The 773 Million Record “Collection #1” Data Breach

Collection #1 is a set of email addresses and passwords totalling 2,692,818,238 rows. It’s made up of many different individual data breaches from literally thousands of different sources. (And yes, fellow techies, that’s a sizeable amount more than a 32-bit integer can hold.)

In total, there are 1,160,253,228 unique combinations of email addresses and passwords. This is when treating the password as case sensitive but the email address as not case sensitive. This also includes some junk because hackers being hackers, they don’t always neatly format their data dumps into an easily consumable fashion. (I found a combination of different delimiter types including colons, semicolons, spaces and indeed a combination of different file types such as delimited text files, files containing SQL statements and other compressed archives.)

The unique email addresses totalled 772,904,991. This is the headline you’re seeing as this is the volume of data that has now been loaded into Have I Been Pwned (HIBP). It’s after as much clean-up as I could reasonably do and per the previous paragraph, the source data was presented in a variety of different formats and levels of “cleanliness”. This number makes it the single largest breach ever to be loaded into HIBP.

There are 21,222,975 unique passwords. As with the email addresses, this was after implementing a bunch of rules to do as much clean-up as I could including stripping out passwords that were still in hashed form, ignoring strings that contained control characters and those that were obviously fragments of SQL statements. Regardless of best efforts, the end result is not perfect nor does it need to be. It’ll be 99.x% perfect though and that x% has very little bearing on the practical use of this data. And yes, they’re all now in Pwned Passwords, more on that soon.

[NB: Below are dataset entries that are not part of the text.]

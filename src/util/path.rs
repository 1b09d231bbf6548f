//! Home-relative path handling.

use std::path::{Path, PathBuf};

/// Expand a leading `~` to the user's home directory.
///
/// Paths without a leading tilde, and `~user` forms, are returned as-is.
pub fn expand_tilde(path: &Path) -> PathBuf {
    let Some(text) = path.to_str() else {
        return path.to_path_buf();
    };
    let rest = match text.strip_prefix('~') {
        Some(rest) if rest.is_empty() || rest.starts_with('/') => rest.trim_start_matches('/'),
        _ => return path.to_path_buf(),
    };
    match dirs::home_dir() {
        Some(home) if rest.is_empty() => home,
        Some(home) => home.join(rest),
        None => path.to_path_buf(),
    }
}

#[cfg(test)]
mod tests {
    use super::*;

    #[test]
    fn test_expand_plain_path_untouched() {
        assert_eq!(expand_tilde(Path::new("/etc/edgerc")), PathBuf::from("/etc/edgerc"));
        assert_eq!(expand_tilde(Path::new("rel/edgerc")), PathBuf::from("rel/edgerc"));
    }

    #[test]
    fn test_expand_other_user_untouched() {
        assert_eq!(expand_tilde(Path::new("~bob/.edgerc")), PathBuf::from("~bob/.edgerc"));
    }

    #[test]
    fn test_expand_home() {
        if let Some(home) = dirs::home_dir() {
            assert_eq!(expand_tilde(Path::new("~/.edgerc")), home.join(".edgerc"));
            assert_eq!(expand_tilde(Path::new("~")), home);
        }
    }
}
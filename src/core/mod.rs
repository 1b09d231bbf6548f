//! Core logic: file codec, credential store, signing, verification.

pub mod config_store;
pub mod ini;
pub mod paths;
pub mod signer;
pub mod verifier;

That’s the numbers, let’s move onto where the data has actually come from.

Data Origins

Last week, multiple people reached out and directed me to a large collection of files on the popular cloud service, MEGA (the data has since been removed from the service). The collection totalled over 12,000 separate files and more than 87GB of data. One of my contacts pointed me to a popular hacking forum where the data was being socialised, complete with the following image:

As you can see at the top left of the image, the root folder is called “Collection #1” hence the name I’ve given this breach. The expanded folders and file listing give you a bit of a sense of the nature of the data (I’ll come back to the word “combo” later), and as you can see, it’s (allegedly) from many different sources. The post on the forum referenced “a collection of 2000+ dehashed databases and Combos stored by topic” and provided a directory listing of 2,890 of the files which I’ve reproduced here. This gives you a sense of the origins of the data but again, I need to stress “allegedly”. I’ve written before about what’s involved in verifying data breaches and it’s often a non-trivial exercise. Whilst there are many legitimate breaches that I recognise in that list, that’s the extent of my verification efforts and it’s entirely possible that some of them refer to services that haven’t actually been involved in a data breach at all.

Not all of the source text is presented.